+++ RECORDS SUPPLIED

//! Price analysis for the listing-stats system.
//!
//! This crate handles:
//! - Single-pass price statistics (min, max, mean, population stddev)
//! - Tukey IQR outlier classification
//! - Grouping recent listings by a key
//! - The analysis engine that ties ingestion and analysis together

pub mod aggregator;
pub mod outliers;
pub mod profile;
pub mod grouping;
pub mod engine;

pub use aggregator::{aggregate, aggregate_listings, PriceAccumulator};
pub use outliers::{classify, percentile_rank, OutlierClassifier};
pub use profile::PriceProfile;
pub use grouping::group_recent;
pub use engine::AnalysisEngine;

++++++
+++ RECORDS SUPPLIED

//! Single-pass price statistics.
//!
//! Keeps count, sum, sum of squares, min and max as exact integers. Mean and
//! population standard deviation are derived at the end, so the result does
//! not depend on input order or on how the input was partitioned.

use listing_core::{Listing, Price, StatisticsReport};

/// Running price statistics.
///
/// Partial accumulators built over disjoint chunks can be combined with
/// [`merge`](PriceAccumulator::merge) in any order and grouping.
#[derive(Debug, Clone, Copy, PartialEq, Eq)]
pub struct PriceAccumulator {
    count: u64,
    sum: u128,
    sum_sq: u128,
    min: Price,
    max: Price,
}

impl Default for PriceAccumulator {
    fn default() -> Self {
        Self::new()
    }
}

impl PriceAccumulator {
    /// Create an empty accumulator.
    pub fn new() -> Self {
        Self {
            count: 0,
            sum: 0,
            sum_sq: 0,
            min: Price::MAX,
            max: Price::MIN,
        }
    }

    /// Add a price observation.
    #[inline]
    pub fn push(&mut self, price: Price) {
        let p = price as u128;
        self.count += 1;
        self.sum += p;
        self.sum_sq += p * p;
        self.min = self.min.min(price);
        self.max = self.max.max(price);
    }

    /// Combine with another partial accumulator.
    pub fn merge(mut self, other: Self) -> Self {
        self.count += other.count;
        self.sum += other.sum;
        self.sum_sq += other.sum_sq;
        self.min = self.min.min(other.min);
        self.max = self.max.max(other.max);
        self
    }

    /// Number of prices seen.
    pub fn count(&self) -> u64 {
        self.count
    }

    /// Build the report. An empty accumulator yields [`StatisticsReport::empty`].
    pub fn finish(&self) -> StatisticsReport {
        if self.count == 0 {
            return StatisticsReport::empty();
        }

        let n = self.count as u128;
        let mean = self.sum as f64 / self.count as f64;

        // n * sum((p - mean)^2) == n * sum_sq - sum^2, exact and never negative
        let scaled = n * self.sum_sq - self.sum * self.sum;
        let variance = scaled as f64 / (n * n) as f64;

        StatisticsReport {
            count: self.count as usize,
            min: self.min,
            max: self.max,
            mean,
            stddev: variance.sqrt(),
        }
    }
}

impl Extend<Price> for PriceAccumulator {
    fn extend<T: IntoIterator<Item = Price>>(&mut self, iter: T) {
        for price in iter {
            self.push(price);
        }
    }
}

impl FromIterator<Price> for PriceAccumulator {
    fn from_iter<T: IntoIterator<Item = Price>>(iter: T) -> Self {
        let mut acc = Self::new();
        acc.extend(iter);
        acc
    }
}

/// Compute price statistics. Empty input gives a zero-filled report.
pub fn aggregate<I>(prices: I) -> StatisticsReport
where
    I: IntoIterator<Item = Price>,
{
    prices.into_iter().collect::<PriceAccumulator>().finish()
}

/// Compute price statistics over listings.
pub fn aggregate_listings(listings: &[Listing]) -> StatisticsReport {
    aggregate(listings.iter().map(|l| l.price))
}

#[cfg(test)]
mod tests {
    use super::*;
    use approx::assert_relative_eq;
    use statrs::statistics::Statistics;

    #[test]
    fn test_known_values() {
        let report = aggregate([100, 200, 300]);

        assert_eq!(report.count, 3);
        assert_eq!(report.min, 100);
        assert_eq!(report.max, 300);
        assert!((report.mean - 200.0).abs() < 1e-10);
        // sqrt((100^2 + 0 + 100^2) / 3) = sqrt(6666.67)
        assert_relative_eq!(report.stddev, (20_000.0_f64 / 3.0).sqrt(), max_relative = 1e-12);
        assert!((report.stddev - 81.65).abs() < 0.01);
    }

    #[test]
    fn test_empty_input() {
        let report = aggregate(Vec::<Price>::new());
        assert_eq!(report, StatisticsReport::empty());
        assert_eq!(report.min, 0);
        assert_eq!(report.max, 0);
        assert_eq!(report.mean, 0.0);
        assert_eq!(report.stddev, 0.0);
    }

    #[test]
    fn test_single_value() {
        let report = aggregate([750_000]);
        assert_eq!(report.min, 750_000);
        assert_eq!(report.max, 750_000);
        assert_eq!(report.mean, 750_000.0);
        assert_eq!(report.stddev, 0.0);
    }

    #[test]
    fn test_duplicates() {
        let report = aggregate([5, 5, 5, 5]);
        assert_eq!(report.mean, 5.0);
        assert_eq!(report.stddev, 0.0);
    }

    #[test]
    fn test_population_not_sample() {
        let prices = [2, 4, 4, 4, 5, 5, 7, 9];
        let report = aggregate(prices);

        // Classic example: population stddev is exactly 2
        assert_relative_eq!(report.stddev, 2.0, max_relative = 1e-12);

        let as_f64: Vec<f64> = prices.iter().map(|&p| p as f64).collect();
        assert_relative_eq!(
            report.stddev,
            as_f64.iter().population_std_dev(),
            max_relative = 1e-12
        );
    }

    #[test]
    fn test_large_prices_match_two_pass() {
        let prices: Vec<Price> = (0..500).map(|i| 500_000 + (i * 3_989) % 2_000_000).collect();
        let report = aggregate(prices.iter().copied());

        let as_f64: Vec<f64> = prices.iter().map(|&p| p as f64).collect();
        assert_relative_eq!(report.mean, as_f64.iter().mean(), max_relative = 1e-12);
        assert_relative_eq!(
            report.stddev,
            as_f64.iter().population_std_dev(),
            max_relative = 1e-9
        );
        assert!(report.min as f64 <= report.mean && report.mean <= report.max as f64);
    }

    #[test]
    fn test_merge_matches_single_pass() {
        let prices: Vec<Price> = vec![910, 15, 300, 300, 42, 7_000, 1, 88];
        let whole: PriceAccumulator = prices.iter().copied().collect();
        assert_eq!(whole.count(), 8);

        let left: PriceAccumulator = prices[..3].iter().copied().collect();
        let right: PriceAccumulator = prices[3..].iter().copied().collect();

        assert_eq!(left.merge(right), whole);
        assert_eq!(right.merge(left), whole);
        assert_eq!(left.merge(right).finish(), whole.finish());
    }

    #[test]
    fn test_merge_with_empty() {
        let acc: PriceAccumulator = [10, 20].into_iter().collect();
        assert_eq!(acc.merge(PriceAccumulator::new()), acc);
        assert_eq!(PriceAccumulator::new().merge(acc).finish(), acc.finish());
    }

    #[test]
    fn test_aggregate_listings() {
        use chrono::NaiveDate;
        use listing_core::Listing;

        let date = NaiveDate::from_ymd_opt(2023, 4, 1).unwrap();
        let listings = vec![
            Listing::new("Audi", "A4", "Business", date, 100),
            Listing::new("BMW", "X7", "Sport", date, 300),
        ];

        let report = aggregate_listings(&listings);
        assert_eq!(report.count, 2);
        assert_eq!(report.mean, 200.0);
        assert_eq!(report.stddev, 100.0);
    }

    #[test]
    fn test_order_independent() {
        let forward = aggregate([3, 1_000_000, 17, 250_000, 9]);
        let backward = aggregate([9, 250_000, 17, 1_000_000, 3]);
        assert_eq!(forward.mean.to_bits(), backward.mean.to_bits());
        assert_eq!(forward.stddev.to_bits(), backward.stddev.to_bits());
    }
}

++++++

Every line with "profile" in it should be copied from the entries.

RESPONSE TO THE EXERCISE |
pub mod profile;
pub use profile::PriceProfile;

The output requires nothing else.